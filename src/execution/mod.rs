// Position bookkeeping, order sizing and the per-cycle trading loop
pub mod coordinator;
pub mod ledger;
pub mod quantize;

pub use coordinator::{
    CapitalMode, Coordinator, CoordinatorSettings, CycleReport, ExitReason, PairSpec, PairState,
    StartupError, TradeError, TradeOutcome,
};
pub use ledger::{LedgerError, LedgerSnapshot, PositionLedger, PositionRecord, SyncOutcome};
pub use quantize::{decimal_places, floor_to_precision, format_quantity};
// Trading strategy module
pub mod config;
pub mod engine;
pub mod signals;

pub use config::{StrategyConfig, StrategyKind};
pub use engine::{Decision, PairStrategy, StrategyState};
pub use signals::{crossed_above, crossed_below, IndicatorSnapshot};

use crate::models::{Action, Candle};

/// Base trait for per-pair decision units
///
/// Implementations keep their own cross-cycle memory, which is why `decide`
/// takes `&mut self`. Callers own one instance per trading pair.
pub trait Strategy: Send + Sync {
    /// Decide on the latest closed bar of `candles`
    fn decide(&mut self, candles: &[Candle], is_holding: bool) -> Action;

    /// Get strategy name
    fn name(&self) -> &str;

    fn symbol(&self) -> &str;

    /// Minimum candles before a non-HOLD action is possible
    fn required_lookback(&self) -> usize;

    /// Snapshot of the cross-cycle memory, for checkpoints
    fn state(&self) -> StrategyState;

    fn restore(&mut self, state: StrategyState);
}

### Exercise requirements
Retype the listing. Match it exactly.

### Solution to this task
filename src/execution/mod.rs
// Position bookkeeping, order sizing and the per-cycle trading loop
pub mod coordinator;
pub mod ledger;
pub mod quantize;

pub use coordinator::{
    CapitalMode, Coordinator, CoordinatorSettings, CycleReport, ExitReason, PairSpec, PairState,
    StartupError, TradeError, TradeOutcome,
};
pub use ledger::{LedgerError, LedgerSnapshot, PositionLedger, PositionRecord, SyncOutcome};
pub use quantize::{decimal_places, floor_to_precision, format_quantity};
// Trading strategy module
pub mod config;
pub mod engine;
pub mod signals;

pub use config::{StrategyConfig, StrategyKind};
pub use engine::{Decision, PairStrategy, StrategyState};
pub use signals::{crossed_above, crossed_below, IndicatorSnapshot};

use crate::models::{Action, Candle};

/// Base trait for per-pair decision units
///
/// Implementations keep their own cross-cycle memory, which is why `decide`
/// takes `&mut self`. Callers own one instance per trading pair.
pub trait Strategy: Send + Sync {
    /// Decide on the latest closed bar of `candles`
    fn decide(&mut self, candles: &[Candle], is_holding: bool) -> Action;

    /// Get strategy name
    fn name(&self) -> &str;

    fn symbol(&self) -> &str;

    /// Minimum candles before a non-HOLD action is possible
    fn required_lookback(&self) -> usize;

    /// Snapshot of the cross-cycle memory, for checkpoints
    fn state(&self) -> StrategyState;

    fn restore(&mut self, state: StrategyState);
}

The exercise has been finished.